@smartpointstech/sona
Self-Optimizing Neural Architecture (SONA) - Runtime-adaptive learning with LoRA, EWC++, and ReasoningBank for LLM routers and AI systems
Overview
This package provides native Node.js bindings to the spt-sona Rust crate. SONA implements runtime-adaptive learning through micro-LoRA adapters, Elastic Weight Consolidation (EWC++), and a ReasoningBank for pattern clustering. It is designed for LLM routers and agent systems that need to learn and adapt during execution.
Installation
bash
npm install @smartpointstech/sonaKey Features
- SonaEngine -- main engine for adaptive learning with configurable hidden dimensions
- Micro-LoRA Adapters -- low-rank adaptation applied at runtime for fast fine-tuning
- EWC++ Regularization -- prevents catastrophic forgetting across task switches
- Pattern Clustering -- automatic discovery and retrieval of learned pattern types
- TrajectoryBuilder -- records execution trajectories for background learning
Dependencies
No internal npm dependencies. Uses platform-specific native binaries via optional dependencies (e.g., @smartpointstech/sona-darwin-arm64).

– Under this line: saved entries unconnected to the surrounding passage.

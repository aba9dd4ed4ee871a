//! Monitor-owned state: loaded profile and rules plus the session counters.

use std::path::{Path, PathBuf};
use std::sync::Arc;

use chrono::{DateTime, Utc};
use manasx_analysis::rules::{RuleConfig, RuleConfigSummary};
use manasx_core::config::ManasxConfig;
use manasx_core::errors::ManasxErrorCode;
use manasx_core::types::profile::{PatternProfile, ProfileSummary};
use manasx_core::types::{AnalysisResult, MonitorStats};
use serde::{Deserialize, Serialize};

use crate::state::MonitorState;

/// Everything one monitor instance knows. Owned by the monitor, never global,
/// so several monitors can live in one process.
#[derive(Debug, Clone, Default)]
pub struct MonitorContext {
    pub profile: Option<Arc<PatternProfile>>,
    pub profile_path: Option<PathBuf>,
    pub rules: Option<RuleConfig>,
    pub rules_path: Option<PathBuf>,
    pub stats: MonitorStats,
}

impl MonitorContext {
    /// Load the profile and rule configuration named by `config`. A missing
    /// profile turns drift detection off. A missing rules file falls back to
    /// the built-in rules; an invalid one turns rule checking off.
    pub fn load(root: &Path, config: &ManasxConfig) -> Self {
        let mut context = Self::default();

        let profile_path = resolve(root, &config.learn.effective_profile_path());
        match PatternProfile::load(&profile_path) {
            Ok(profile) => {
                tracing::info!(path = %profile_path.display(), confidence = %profile.confidence, "pattern profile loaded");
                context.profile = Some(Arc::new(profile));
                context.profile_path = Some(profile_path);
            }
            Err(e) => {
                tracing::warn!(
                    path = %profile_path.display(),
                    error_code = e.error_code(),
                    error = %e,
                    "no pattern profile, drift detection disabled"
                );
            }
        }

        let rules_file = config.detect.effective_rules_file();
        match RuleConfig::load(root, &rules_file) {
            Ok((rules, path)) => {
                context.rules = Some(rules);
                context.rules_path = path;
            }
            Err(e) => {
                tracing::warn!(
                    file = %rules_file,
                    error_code = e.error_code(),
                    error = %e,
                    "invalid rule configuration, rule checking disabled"
                );
            }
        }

        context
    }

    pub fn has_profile(&self) -> bool {
        self.profile.is_some()
    }

    pub fn has_rules(&self) -> bool {
        self.rules.is_some()
    }
}

/// `path` as given when absolute, else under `root`.
pub fn resolve(root: &Path, path: &str) -> PathBuf {
    let p = Path::new(path);
    if p.is_absolute() {
        p.to_path_buf()
    } else {
        root.join(p)
    }
}

/// Read-only snapshot served to external tooling.
#[derive(Debug, Clone, PartialEq, Serialize, Deserialize)]
#[serde(rename_all = "camelCase")]
pub struct OrganizationalContext {
    pub timestamp: DateTime<Utc>,
    pub state: MonitorState,
    pub has_profile: bool,
    pub has_rules: bool,
    pub profile: Option<ProfileSummary>,
    pub rules: Option<RuleConfigSummary>,
    pub stats: MonitorStats,
    pub uptime_ms: u64,
    /// Newest first.
    pub recent_analyses: Vec<AnalysisResult>,
}

impl OrganizationalContext {
    pub fn build(
        state: MonitorState,
        context: &MonitorContext,
        recent_analyses: Vec<AnalysisResult>,
    ) -> Self {
        Self {
            timestamp: Utc::now(),
            state,
            has_profile: context.has_profile(),
            has_rules: context.has_rules(),
            profile: context.profile.as_deref().map(PatternProfile::summary),
            rules: context.rules.as_ref().map(RuleConfig::summary),
            uptime_ms: if state.is_running() {
                context.stats.uptime_ms()
            } else {
                0
            },
            stats: context.stats.clone(),
            recent_analyses,
        }
    }
}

Built with @napi-rs/cli.
Quick Start
typescript
import { SonaEngine, TrajectoryBuilder } from '@smartpointstech/sona';
const engine = new SonaEngine({ hiddenDim: 256, microLoraRank: 4 });
const trajectory = new TrajectoryBuilder()
.setInput(inputVec)
.setOutput(outputVec)
.setQuality(0.85)
.build();
engine.submitTrajectory(trajectory);
const patterns = engine.findPatterns(queryVec, 5);API Reference
Exports
| Export | Type | Description |
|---|---|---|
SonaEngine | class | Main adaptive learning engine |
TrajectoryBuilder | class | Builder for execution trajectory records |
SonaConfig | interface | Engine configuration (dims, LoRA ranks, EWC lambda) |
LearnedPattern | interface | Cluster with centroid, quality, access stats |
PatternType | const | Pattern classifications: General, Reasoning, CodeGen, etc. |
getImplementationType | function | Returns 'native' or 'stub' |